Uma das heranças deixadas pelo coronavírus, quando se trata do mercado varejista, é o muito provável boom do e-commerce. As compras online aos poucos já estavam ganhando seu espaço na vida dos consumidores brasileiros e estrangeiros, mas com o isolamento social (e até depois disso), esse comportamento só tende a aumentar. Plataformas de compra como o portal Shop2gether devem conquistar novos clientes, antes apreensivos com a nova maneira de aquisição. Em matéria na Vogue Brasil, Ana Isabel Carvalho Pinto, fundadora e diretora do portal, arriscou: “Quem tinha alguma resistência, deve passar a experimentar”.

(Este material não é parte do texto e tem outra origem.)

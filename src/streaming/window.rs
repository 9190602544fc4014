//! Rolling audio window for the server side of a session.
//!
//! Holds the trailing N seconds of audio, continuously overwritten as chunks
//! arrive. Implemented as a ring with a write offset so a push costs O(chunk)
//! instead of shifting the whole window.

/// Fixed-capacity rolling buffer over f32 samples.
///
/// The buffer length never changes after construction; it always represents
/// the most recent `capacity` samples pushed, zero-padded at the head until
/// enough audio has arrived.
#[derive(Debug, Clone)]
pub struct WindowBuffer {
    /// Physical ring storage, always exactly `capacity` long.
    samples: Vec<f32>,
    /// Next physical write index; also the index of the oldest sample.
    write_pos: usize,
    /// Total samples pushed since creation or the last `clear`.
    pushed: u64,
}

impl WindowBuffer {
    /// Create a buffer holding `capacity` samples, initially all zero.
    ///
    /// # Panics
    /// Panics if `capacity` is zero; a zero-length window is meaningless.
    pub fn new(capacity: usize) -> Self {
        assert!(capacity > 0, "window capacity must be non-zero");
        Self {
            samples: vec![0.0; capacity],
            write_pos: 0,
            pushed: 0,
        }
    }

    /// Create a buffer sized for `window_secs` seconds at `sample_rate`.
    pub fn for_duration(sample_rate: u32, window_secs: u32) -> Self {
        Self::new(crate::defaults::window_samples(sample_rate, window_secs))
    }

    /// Window capacity in samples.
    pub fn capacity(&self) -> usize {
        self.samples.len()
    }

    /// Total samples pushed since creation or the last `clear`.
    pub fn samples_pushed(&self) -> u64 {
        self.pushed
    }

    /// Push a chunk, dropping the oldest samples to make room.
    ///
    /// A chunk at least as long as the window replaces the entire content
    /// with its trailing `capacity` samples.
    pub fn push(&mut self, chunk: &[f32]) {
        let cap = self.samples.len();

        if chunk.len() >= cap {
            self.samples.copy_from_slice(&chunk[chunk.len() - cap..]);
            self.write_pos = 0;
        } else {
            // Split copy around the physical wrap point.
            let first = chunk.len().min(cap - self.write_pos);
            self.samples[self.write_pos..self.write_pos + first].copy_from_slice(&chunk[..first]);
            let rest = chunk.len() - first;
            self.samples[..rest].copy_from_slice(&chunk[first..]);
            self.write_pos = (self.write_pos + chunk.len()) % cap;
        }

        self.pushed += chunk.len() as u64;
    }

    /// Snapshot the window in chronological order, oldest first.
    ///
    /// The returned vector is owned by the caller and cannot be changed by a
    /// later `push`; repeated calls between pushes return identical content.
    pub fn window(&self) -> Vec<f32> {
        let mut out = Vec::with_capacity(self.samples.len());
        out.extend_from_slice(&self.samples[self.write_pos..]);
        out.extend_from_slice(&self.samples[..self.write_pos]);
        out
    }

    /// Reset all samples to zero and the pushed counter to zero.
    pub fn clear(&mut self) {
        self.samples.fill(0.0);
        self.write_pos = 0;
        self.pushed = 0;
    }
}
//! Error types for streamscribe.

use thiserror::Error;

#[derive(Error, Debug)]
pub enum StreamscribeError {
    // Audio capture errors
    #[error("Audio device not found: {device}")]
    AudioDeviceNotFound { device: String },

    #[error("Audio capture failed: {message}")]
    AudioCapture { message: String },

    // Transcription errors
    #[error("Transcription failed: {message}")]
    Transcription { message: String },

    // Transport errors
    #[error("Connection failed: {message}")]
    Connection { message: String },

    // Protocol errors
    #[error("Malformed audio payload: {len} bytes is not a whole number of f32 samples")]
    MalformedChunk { len: usize },

    // General I/O errors
    #[error("I/O error: {0}")]
    Io(#[from] std::io::Error),
}

// Type alias for convenience
pub type Result<T> = std::result::Result<T, StreamscribeError>;
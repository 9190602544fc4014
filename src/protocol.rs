//! Wire protocol between client and server.
//!
//! Two independent streams share one WebSocket connection: binary messages
//! carry raw audio chunks client → server, text messages carry JSON
//! transcription results server → client.
//!
//! A binary message is raw little-endian f32 samples, mono, one message per
//! chunk, no header — chunk boundaries are exactly message boundaries.

use crate::error::{Result, StreamscribeError};
use serde::{Deserialize, Serialize};

/// One transcription result: the text plus how long the inference call took.
#[derive(Debug, Clone, PartialEq, Serialize, Deserialize)]
pub struct TranscriptUpdate {
    /// Transcribed text for the current window.
    pub text: String,
    /// Wall-clock duration of the engine call, in milliseconds.
    pub latency: f64,
}

impl TranscriptUpdate {
    /// Serialize to a JSON string.
    pub fn to_json(&self) -> std::result::Result<String, serde_json::Error> {
        serde_json::to_string(self)
    }

    /// Deserialize from a JSON string.
    pub fn from_json(s: &str) -> std::result::Result<Self, serde_json::Error> {
        serde_json::from_str(s)
    }
}

/// Encode an audio chunk as raw little-endian f32 bytes.
pub fn encode_chunk(samples: &[f32]) -> Vec<u8> {
    let mut bytes = Vec::with_capacity(samples.len() * 4);
    for sample in samples {
        bytes.extend_from_slice(&sample.to_le_bytes());
    }
    bytes
}

/// Decode raw little-endian f32 bytes into samples.
///
/// A payload whose length is not a multiple of 4 cannot be a whole number of
/// samples and is rejected as malformed.
pub fn decode_chunk(bytes: &[u8]) -> Result<Vec<f32>> {
    if bytes.len() % 4 != 0 {
        return Err(StreamscribeError::MalformedChunk { len: bytes.len() });
    }

    Ok(bytes
        .chunks_exact(4)
        .map(|b| f32::from_le_bytes([b[0], b[1], b[2], b[3]]))
        .collect())
}

#[cfg(test)]
mod tests {
    use super::*;

    #[test]
    fn test_transcript_update_json_roundtrip() {
        let update = TranscriptUpdate {
            text: "hello world".to_string(),
            latency: 123.456,
        };
        let json = update.to_json().expect("should serialize");
        let decoded = TranscriptUpdate::from_json(&json).expect("should deserialize");

        assert_eq!(decoded.text, "hello world");
        assert!((decoded.latency - 123.456).abs() < 1e-9);
    }

    #[test]
    fn test_transcript_update_json_field_names() {
        let update = TranscriptUpdate {
            text: "hi".to_string(),
            latency: 5.0,
        };
        let json = update.to_json().unwrap();
        assert!(json.contains("\"text\":\"hi\""), "got: {}", json);
        assert!(json.contains("\"latency\":5.0"), "got: {}", json);
    }

    #[test]
    fn test_transcript_update_with_special_chars() {
        let update = TranscriptUpdate {
            text: r#"he said "hi" \ and left"#.to_string(),
            latency: 0.0,
        };
        let json = update.to_json().unwrap();
        let decoded = TranscriptUpdate::from_json(&json).unwrap();
        assert_eq!(update, decoded);
    }

    #[test]
    fn test_malformed_json_is_error() {
        assert!(TranscriptUpdate::from_json("not json at all").is_err());
        assert!(TranscriptUpdate::from_json(r#"{"text": "missing latency"}"#).is_err());
        assert!(TranscriptUpdate::from_json(r#"{"latency": "not a number", "text": ""}"#).is_err());
    }

    #[test]
    fn test_chunk_roundtrip() {
        let samples = vec![0.0f32, 1.0, -1.0, 0.5, -0.25, f32::MIN_POSITIVE];
        let bytes = encode_chunk(&samples);
        assert_eq!(bytes.len(), samples.len() * 4);

        let decoded = decode_chunk(&bytes).unwrap();
        assert_eq!(decoded, samples);
    }

    #[test]
    fn test_chunk_is_little_endian() {
        let bytes = encode_chunk(&[1.0f32]);
        assert_eq!(bytes, 1.0f32.to_le_bytes().to_vec());
    }

    #[test]
    fn test_empty_chunk() {
        assert!(encode_chunk(&[]).is_empty());
        assert_eq!(decode_chunk(&[]).unwrap(), Vec::<f32>::new());
    }

    #[test]
    fn test_decode_rejects_partial_sample() {
        for len in [1usize, 2, 3, 5, 7, 4001] {
            if len % 4 == 0 {
                continue;
            }
            let bytes = vec![0u8; len];
            match decode_chunk(&bytes) {
                Err(StreamscribeError::MalformedChunk { len: reported }) => {
                    assert_eq!(reported, len);
                }
                other => panic!("expected MalformedChunk for {} bytes, got {:?}", len, other),
            }
        }
    }
}
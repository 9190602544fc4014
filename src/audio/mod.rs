//! Audio capture.

pub mod capture;

pub use capture::{list_devices, MicrophoneCapture};
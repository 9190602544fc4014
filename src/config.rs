use crate::defaults;
use serde::{Deserialize, Serialize};
use std::fs;
use std::path::{Path, PathBuf};

/// Root configuration structure
#[derive(Debug, Clone, Serialize, Deserialize, PartialEq, Default)]
#[serde(default)]
pub struct Config {
    pub audio: AudioConfig,
    pub stream: StreamConfig,
    pub server: ServerConfig,
}

/// Audio capture configuration
#[derive(Debug, Clone, Serialize, Deserialize, PartialEq)]
#[serde(default)]
pub struct AudioConfig {
    pub device: Option<String>,
    pub sample_rate: u32,
    pub chunk_ms: u32,
}

/// Windowing and scheduling configuration
#[derive(Debug, Clone, Serialize, Deserialize, PartialEq)]
#[serde(default)]
pub struct StreamConfig {
    pub window_secs: u32,
    pub tick_ms: u64,
}

/// Server endpoint configuration
#[derive(Debug, Clone, Serialize, Deserialize, PartialEq)]
#[serde(default)]
pub struct ServerConfig {
    pub bind_addr: String,
    pub url: String,
}

impl Default for AudioConfig {
    fn default() -> Self {
        Self {
            device: None,
            sample_rate: defaults::SAMPLE_RATE,
            chunk_ms: defaults::CHUNK_MS,
        }
    }
}

impl Default for StreamConfig {
    fn default() -> Self {
        Self {
            window_secs: defaults::WINDOW_SECS,
            tick_ms: defaults::TICK_MS,
        }
    }
}

impl Default for ServerConfig {
    fn default() -> Self {
        Self {
            bind_addr: defaults::BIND_ADDR.to_string(),
            url: defaults::SERVER_URL.to_string(),
        }
    }
}

impl StreamConfig {
    /// Number of samples the rolling window holds.
    pub fn window_samples(&self, sample_rate: u32) -> usize {
        defaults::window_samples(sample_rate, self.window_secs)
    }

    /// Inference tick period.
    pub fn tick_period(&self) -> std::time::Duration {
        std::time::Duration::from_millis(self.tick_ms)
    }
}

impl Config {
    /// Load configuration from a TOML file
    ///
    /// Returns an error if the file contains invalid TOML.
    /// Missing fields will use default values.
    pub fn load(path: &Path) -> anyhow::Result<Self> {
        let contents = fs::read_to_string(path)?;
        let config: Config = toml::from_str(&contents)?;
        Ok(config)
    }

    /// Load configuration from a file or return defaults if the file doesn't exist
    ///
    /// Only returns defaults if the file is missing; invalid TOML is an error.
    pub fn load_or_default(path: &Path) -> anyhow::Result<Self> {
        match Self::load(path) {
            Ok(config) => Ok(config),
            Err(e) => {
                if e.downcast_ref::<std::io::Error>()
                    .map(|io_err| io_err.kind() == std::io::ErrorKind::NotFound)
                    .unwrap_or(false)
                {
                    Ok(Self::default())
                } else {
                    Err(e)
                }
            }
        }
    }

    /// Apply environment variable overrides
    ///
    /// Supported environment variables:
    /// - STREAMSCRIBE_URL → server.url
    /// - STREAMSCRIBE_BIND → server.bind_addr
    /// - STREAMSCRIBE_AUDIO_DEVICE → audio.device
    pub fn with_env_overrides(mut self) -> Self {
        if let Ok(url) = std::env::var("STREAMSCRIBE_URL") {
            if !url.is_empty() {
                self.server.url = url;
            }
        }

        if let Ok(bind) = std::env::var("STREAMSCRIBE_BIND") {
            if !bind.is_empty() {
                self.server.bind_addr = bind;
            }
        }

        if let Ok(device) = std::env::var("STREAMSCRIBE_AUDIO_DEVICE") {
            if !device.is_empty() {
                self.audio.device = Some(device);
            }
        }

        self
    }

    /// Get the default configuration file path
    ///
    /// Returns ~/.config/streamscribe/config.toml on Linux
    pub fn default_path() -> PathBuf {
        dirs::config_dir()
            .unwrap_or_else(|| PathBuf::from("."))
            .join("streamscribe")
            .join("config.toml")
    }
}
//! Default configuration constants for streamscribe.
//!
//! Shared across the client, server, and config types so the two sides of the
//! wire always agree on the audio format.

/// Default audio sample rate in Hz.
///
/// 16kHz is the standard for speech recognition and is the rate the
/// transcription engine expects its window to be in.
pub const SAMPLE_RATE: u32 = 16000;

/// Default capture chunk duration in milliseconds.
///
/// The microphone delivers one block of this length per callback, and each
/// block travels as exactly one binary message.
pub const CHUNK_MS: u32 = 250;

/// Default rolling window duration in seconds.
///
/// The server keeps the trailing 30 seconds of audio; every inference call
/// sees exactly this much context (zero-padded until enough audio arrives).
pub const WINDOW_SECS: u32 = 30;

/// Default inference tick period in milliseconds.
///
/// The scheduler snapshots the window and invokes the engine once per tick.
/// When inference runs longer than this, the effective cadence degrades to
/// `tick + inference latency` — ticks never overlap and are never skipped.
pub const TICK_MS: u64 = 500;

/// Default server bind address.
pub const BIND_ADDR: &str = "127.0.0.1:8000";

/// Default WebSocket URL the client connects to.
pub const SERVER_URL: &str = "ws://127.0.0.1:8000/ws";

/// Number of samples in one capture chunk at the default configuration.
pub fn chunk_samples(sample_rate: u32, chunk_ms: u32) -> usize {
    (sample_rate as u64 * chunk_ms as u64 / 1000) as usize
}

/// Number of samples in the rolling window.
pub fn window_samples(sample_rate: u32, window_secs: u32) -> usize {
    sample_rate as usize * window_secs as usize
}

#[cfg(test)]
mod tests {
    use super::*;

    #[test]
    fn chunk_samples_at_defaults() {
        // 0.25s at 16kHz
        assert_eq!(chunk_samples(SAMPLE_RATE, CHUNK_MS), 4000);
    }

    #[test]
    fn window_samples_at_defaults() {
        // 30s at 16kHz
        assert_eq!(window_samples(SAMPLE_RATE, WINDOW_SECS), 480_000);
    }
}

Os desfiles live e online também fazem parte do legado da Covid-19, assim como uma maior reflexão sobre sustentabilidade (pauta e demanda que já estavam muito presentes na forma de consumir dos millenials e geração Z, antes mesmo da crise do vírus). Para o jornalista e colunista Bruno Astuto, essa nova ordem traz consigo uma onda de mudanças de hábitos e valores, “Não faz mais sentido, sobretudo depois da última e tensa temporada [outono/inverno 2021], viajar oito vezes por ano para Milão, Paris e Nova York. As empresas atacadistas deverão investir em novas tecnologias de realidade aumentada para criar a sensação mais próxima de uma experiência ao vivo”, disse em sua coluna na Vogue Brasil.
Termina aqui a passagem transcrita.